A veces, la mejor política exterior es sentarse y esperar
Con Rusia gruñendo por la caída de su aliado que gobernaba Ucrania y protegiendo a su aliado asesino que gobierna en Siria, se ha vuelto a hablar mucho de un regreso de la Guerra Fría, y de que Obama no se ha plantado para defender nuestros intereses o a nuestros amigos. Ruego se me permita disentir. No creo que haya vuelto la Guerra Fría: la geopolítica actual es mucho más interesante y compleja. Y tampoco creo que la cautela de Obama sea del todo desubicada.
La Guerra Fría fue un evento singular que enfrentó a dos superpotencias que tenían un arsenal nuclear repartido por el mundo y amplias alianzas que las respaldaban.
Ese juego terminó. Lo ganamos. Lo que ocurre hoy es una combinación de aquella partida terminada y un nuevo juego. La mayor división geopolítica de nuestros días "es entre aquellos países que quieren que sus Estados sean poderosos y aquellos países que quieren que sus pueblos sean prósperos", señala Michael Mandelbaym, profesor de la Universidad Johns Hopkins.
En la primera categoría entrarían los países como Rusia, Irán y Corea del Norte, cuyos líderes están abocados a cimentar su autoridad, dignidad e influencia a través de la construcción de un Estado poderoso. Y como las dos primeras de esas naciones tienen petróleo y la tercera tiene armas nucleares que puede intercambiar por alimentos, sus líderes pueden permitirse desafiar al sistema mundial y sobrevivir, o incluso aquilatarse, y al mismo tiempo jugar al viejo y conocido juego del poder político por el predominio dentro de sus respectivas regiones.
La segunda categoría, países abocados a cimentar su dignidad e influencia gracias a la prosperidad de sus pueblos, incluye a todos los países del Tratado de Libre Comercio de América del Norte (Nafta), a la Unión Europea, al bloque comercial del Mercosur en América latina y al de Asean en Asia.
Esos países entienden que la principal tendencia en el mundo actual no es una renovada Guerra Fría, sino la fusión de la globalización con la informática. Están abocados a levantar escuelas, construir infraestructura, instalar banda ancha, establecer regímenes comerciales, abrirse a la inversión y administrar la economía para que una parte mayor de su población prospere.
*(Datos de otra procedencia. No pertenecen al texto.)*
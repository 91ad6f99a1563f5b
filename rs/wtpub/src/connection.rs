use std::collections::HashMap;
use std::net::SocketAddr;
use std::sync::Arc;
use std::time::Duration;

use tokio::sync::{mpsc, oneshot};
use tokio::task::JoinHandle;

use crate::session::Remove;
use crate::transport::Link;
use crate::{
	Application, Context, Error, Event, Headers, Inbound, Request, Result, Role, Session, Side, StreamId, Transport,
	WindowBits, header,
};

/// Tunables for a [Connection].
#[derive(Clone, Debug)]
pub struct ConnectionConfig {
	/// Ping after this much silence while a client session is active.
	pub keepalive: Option<Duration>,

	/// How long to wait for an application to exit during shutdown.
	pub finish_timeout: Duration,

	/// The deflate window for session-level compression.
	pub window_bits: WindowBits,
}

impl Default for ConnectionConfig {
	fn default() -> Self {
		Self {
			keepalive: None,
			finish_timeout: Duration::from_secs(5),
			window_bits: WindowBits::default(),
		}
	}
}

/// Demultiplexes the events of one QUIC connection across its WebTransport sessions.
///
/// The owner feeds every engine event into [Connection::handle_event] from a single task.
pub struct Connection {
	side: Side,
	link: Link,
	config: ConnectionConfig,
	peer: Option<SocketAddr>,

	// Runs every incoming session on the server.
	app: Option<Arc<dyn Application>>,

	sessions: HashMap<StreamId, Session>,
	connecting: HashMap<StreamId, Connecting>,

	// Removed sessions whose application is still unwinding.
	finishing: Vec<Session>,

	removed_tx: mpsc::UnboundedSender<StreamId>,
	removed: mpsc::UnboundedReceiver<StreamId>,

	keepalive: Option<JoinHandle<()>>,
}

// A client session waiting for its CONNECT response.
struct Connecting {
	app: Arc<dyn Application>,
	context: Context,
	response: oneshot::Sender<Result<()>>,
}

impl Connection {
	/// Accept sessions, running `app` for each of them.
	pub fn server(transport: Arc<dyn Transport>, app: Arc<dyn Application>) -> Self {
		let mut connection = Self::new(Side::Server, transport);
		connection.app = Some(app);
		connection
	}

	/// Open sessions with [Connection::connect].
	pub fn client(transport: Arc<dyn Transport>) -> Self {
		Self::new(Side::Client, transport)
	}

	fn new(side: Side, transport: Arc<dyn Transport>) -> Self {
		let (removed_tx, removed) = mpsc::unbounded_channel();

		Self {
			side,
			link: Link::new(transport),
			config: ConnectionConfig::default(),
			peer: None,
			app: None,
			sessions: HashMap::new(),
			connecting: HashMap::new(),
			finishing: Vec::new(),
			removed_tx,
			removed,
			keepalive: None,
		}
	}

	pub fn with_config(mut self, config: ConnectionConfig) -> Self {
		self.config = config;
		self
	}

	pub fn with_peer(mut self, peer: SocketAddr) -> Self {
		self.peer = Some(peer);
		self
	}

	pub fn side(&self) -> Side {
		self.side
	}

	pub fn session(&self, id: StreamId) -> Option<&Session> {
		self.sessions.get(&id)
	}

	pub fn len(&self) -> usize {
		self.sessions.len()
	}

	pub fn is_empty(&self) -> bool {
		self.sessions.is_empty()
	}

	/// Route an engine event to the session it belongs to.
	pub fn handle_event(&mut self, event: Event) {
		self.link.touch();

		match event {
			Event::Terminated { .. } => self.terminate(event),
			Event::Headers {
				stream_id,
				headers,
				stream_ended,
			} => {
				if self.connecting.contains_key(&stream_id) {
					self.on_response(stream_id, &headers);
				} else if let Some(session) = self.sessions.get(&stream_id) {
					session.handle_event(Event::Headers {
						stream_id,
						headers,
						stream_ended,
					});
				} else if self.side == Side::Server {
					self.on_request(stream_id, &headers);
				} else {
					tracing::debug!(stream_id, "headers for unknown stream");
				}
			}
			event => match event.session_id().and_then(|id| self.sessions.get(&id)) {
				Some(session) => session.handle_event(event),
				None => tracing::trace!(kind = ?event.kind(), session = ?event.session_id(), "event for unknown session"),
			},
		}

		self.reap();
	}

	/// Send a CONNECT request for a new session, running `app` once it is accepted.
	pub fn connect(&mut self, request: Request, app: Arc<dyn Application>) -> Response {
		let stream_id = self.link.next_request_id();
		let compression = request.compression();

		let (session, mut receiver) =
			Session::new(stream_id, Side::Client, self.link.clone(), self.remover(), compression);

		if compression.is_enabled() {
			match request.role() {
				Some(Role::Publisher) => session.enable_compression(self.config.window_bits),
				Some(Role::Subscriber) => receiver.decompress(self.config.window_bits),
				None => {}
			}
		}

		tracing::info!(id = stream_id, authority = %request.authority, path = %request.path, query = %request.query, "connecting");

		self.link.send_headers(stream_id, request.to_headers(), false);
		self.link.transmit();

		let (tx, rx) = oneshot::channel();
		self.sessions.insert(stream_id, session.clone());
		self.connecting.insert(
			stream_id,
			Connecting {
				app,
				context: Context {
					request,
					session,
					receiver,
				},
				response: tx,
			},
		);

		Response(rx)
	}

	/// Ask every application to stop, wait for them, and stop the keepalive.
	///
	/// This includes applications of sessions that already ended but have not exited yet.
	pub async fn shutdown(&mut self) {
		let sessions: Vec<Session> = self
			.sessions
			.values()
			.cloned()
			.chain(self.finishing.drain(..))
			.collect();
		let timeout = self.config.finish_timeout;
		futures::future::join_all(sessions.iter().map(|session| session.finish(timeout))).await;

		for (_, connecting) in self.connecting.drain() {
			let _ = connecting.response.send(Err(Error::Closed));
		}

		self.stop_keepalive();
		self.reap();
	}

	fn on_request(&mut self, stream_id: StreamId, headers: &Headers) {
		let Some(app) = self.app.clone() else {
			return;
		};

		let request = Request::from_headers(headers, self.peer);

		if !request.is_webtransport() {
			tracing::debug!(stream_id, method = %request.method, "rejecting request");
			self.link
				.send_headers(stream_id, vec![(":status".to_string(), "400".to_string())], true);
			self.link.transmit();
			return;
		}

		tracing::info!(
			id = stream_id,
			client = ?request.client,
			user = ?request.principal.user,
			path = %request.path,
			query = %request.query,
			"session requested"
		);

		let (session, receiver) = Session::new(
			stream_id,
			Side::Server,
			self.link.clone(),
			self.remover(),
			request.compression(),
		);

		session.endpoint().deliver(Inbound::Connect);
		self.sessions.insert(stream_id, session.clone());

		let context = Context {
			request,
			session: session.clone(),
			receiver,
		};
		session.spawn(app, context);
	}

	fn on_response(&mut self, stream_id: StreamId, headers: &Headers) {
		let Some(connecting) = self.connecting.remove(&stream_id) else {
			return;
		};

		let status = header(headers, ":status")
			.and_then(|status| status.parse::<u16>().ok())
			.unwrap_or_default();

		let session = connecting.context.session.clone();

		if status == 200 {
			tracing::info!(id = stream_id, "connected");
			session.activate();
			session.spawn(connecting.app, connecting.context);
			self.start_keepalive();
			let _ = connecting.response.send(Ok(()));
		} else {
			tracing::warn!(id = stream_id, status, "refused");
			session.refused();
			let _ = connecting.response.send(Err(Error::Refused(status)));
		}
	}

	fn terminate(&mut self, event: Event) {
		let reason = match &event {
			Event::Terminated { reason, .. } => reason.clone(),
			_ => String::new(),
		};

		tracing::debug!(sessions = self.sessions.len(), %reason, "connection terminated");

		let sessions: Vec<Session> = self.sessions.values().cloned().collect();
		for session in sessions {
			session.handle_event(event.clone());
		}

		for (_, connecting) in self.connecting.drain() {
			let _ = connecting.response.send(Err(Error::Terminated(reason.clone())));
		}

		self.stop_keepalive();
	}

	fn remover(&self) -> Remove {
		let removed = self.removed_tx.clone();
		Arc::new(move |id| {
			let _ = removed.send(id);
		})
	}

	fn reap(&mut self) {
		while let Ok(id) = self.removed.try_recv() {
			if let Some(session) = self.sessions.remove(&id) {
				tracing::debug!(id, "session removed");
				if session.is_running() {
					self.finishing.push(session);
				}
			}
			self.connecting.remove(&id);
		}

		self.finishing.retain(|session| session.is_running());

		if self.sessions.is_empty() {
			self.stop_keepalive();
		}
	}

	fn start_keepalive(&mut self) {
		if self.side != Side::Client || self.keepalive.is_some() {
			return;
		}

		let Some(period) = self.config.keepalive else {
			return;
		};

		let link = self.link.clone();
		self.keepalive = Some(tokio::spawn(async move {
			loop {
				tokio::select! {
					_ = tokio::time::sleep(period) => {
						tracing::trace!("keepalive ping");
						link.ping();
					}
					_ = link.active() => {}
				}
			}
		}));
	}

	fn stop_keepalive(&mut self) {
		if let Some(keepalive) = self.keepalive.take() {
			keepalive.abort();
		}
	}
}

impl Drop for Connection {
	fn drop(&mut self) {
		self.stop_keepalive();
	}
}

/// The outcome of a client CONNECT.
pub struct Response(oneshot::Receiver<Result<()>>);

impl Response {
	/// Wait for the server to accept or refuse the session.
	pub async fn accepted(self) -> Result<()> {
		self.0.await.unwrap_or(Err(Error::Closed))
	}
}
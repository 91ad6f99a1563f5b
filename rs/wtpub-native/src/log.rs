use serde_with::{DisplayFromStr, serde_as};
use tracing::Level;
use tracing_subscriber::EnvFilter;
use tracing_subscriber::filter::LevelFilter;

/// Logging configuration, shared by every binary.
#[serde_as]
#[derive(Clone, Debug, clap::Args, serde::Serialize, serde::Deserialize)]
#[serde(default, deny_unknown_fields)]
#[non_exhaustive]
pub struct Log {
	/// The minimum level to log, unless overridden by `RUST_LOG`.
	#[arg(id = "log-level", long = "log-level", default_value = "info", env = "WTPUB_LOG_LEVEL")]
	#[serde_as(as = "DisplayFromStr")]
	pub level: Level,
}

impl Default for Log {
	fn default() -> Self {
		Self { level: Level::INFO }
	}
}

impl Log {
	pub fn new(level: Level) -> Self {
		Self { level }
	}

	/// Install the global subscriber, writing to stderr.
	///
	/// Does nothing if a subscriber was already installed.
	pub fn init(&self) {
		let filter = EnvFilter::builder()
			.with_default_directive(LevelFilter::from_level(self.level).into())
			.from_env_lossy();

		let _ = tracing_subscriber::fmt()
			.with_env_filter(filter)
			.with_writer(std::io::stderr)
			.try_init();
	}
}

#[cfg(test)]
mod tests {
	use super::*;
	use clap::Parser;

	#[derive(clap::Parser)]
	struct Cli {
		#[command(flatten)]
		log: Log,
	}

	#[test]
	fn level_from_cli() {
		let cli = Cli::parse_from(["test", "--log-level", "debug"]);
		assert_eq!(cli.log.level, Level::DEBUG);

		let cli = Cli::parse_from(["test"]);
		assert_eq!(cli.log.level, Level::INFO);
	}

	#[test]
	fn level_from_toml() {
		let log: Log = toml::from_str(r#"level = "warn""#).unwrap();
		assert_eq!(log.level, Level::WARN);
		assert_eq!(toml::from_str::<Log>("").unwrap().level, Level::INFO);
	}
}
Pero ahora existe una tercera y nueva categoría de países, que no pueden proyectar su poderío ni generar prosperidad. Ellos forman parte del "mundo desordenado". Se trata en realidad de pozos negros que se tragan todo poder y prosperidad, porque están consumidos por luchas internas sobre cuestiones del tipo "quiénes somos", "cuáles son nuestras fronteras" o "¿este árbol es tuyo o mío?" Se trata de Siria, Libia, Irak, Sudán, Somalia, Congo y otros lugares candentes.
En realidad, Ucrania atraviesa esas tres categorías. Allí, la revolución se produjo porque Rusia, queriendo conservarla dentro de su esfera de influencia, indujo al gobierno a retirarse del acuerdo comercial con la Unión Europea, el cual contaba con el apoyo de muchos ucranianos deseosos de que su pueblo prospere. Esa fisura también despertó el clamor separatista de los ucranianos rusófonos del este del país.
¿Qué hacer entonces? El mundo se está enterando de que la vara para que Estados Unidos intervenga está ahora mucho más alta. Eso se debe a la confluencia del fin de la Unión Soviética como amenaza, a la experiencia de invertir demasiadas vidas y dinero en Irak y Afganistán con pocos resultados, a la creciente independencia energética de Estados Unidos, al éxito de la inteligencia a la hora de prevenir otro 11 de Septiembre, y a la admisión de que para curar los males que aquejan a los países más turbulentos hacen falta habilidades, recursos y paciencia más allá de nuestras posibilidades.
Los críticos de Obama dicen que debe hacer "algo" con Siria. Lo entiendo. Si existe una política capaz de encaminar a Siria, o al menos detener la matanza, de manera autosustentable, yo estoy de acuerdo.
Pero ya deberíamos haber aprendido algunas lecciones de nuestras recientes experiencias en Medio Oriente. En primer lugar, lo poco que entendemos de las complejidades de esos países. Segundo, que podemos, a un costo enorme, detener las cosas malas que pasan en esos países, pero que nosotros solos no podemos hacer que pasen cosas buenas. Finalmente, que cuando intentamos hacer que pasen cosas buenas, corremos el riesgo de asumir la responsabilidad de resolver sus problemas, una responsabilidad que les corresponde verdaderamente a ellos.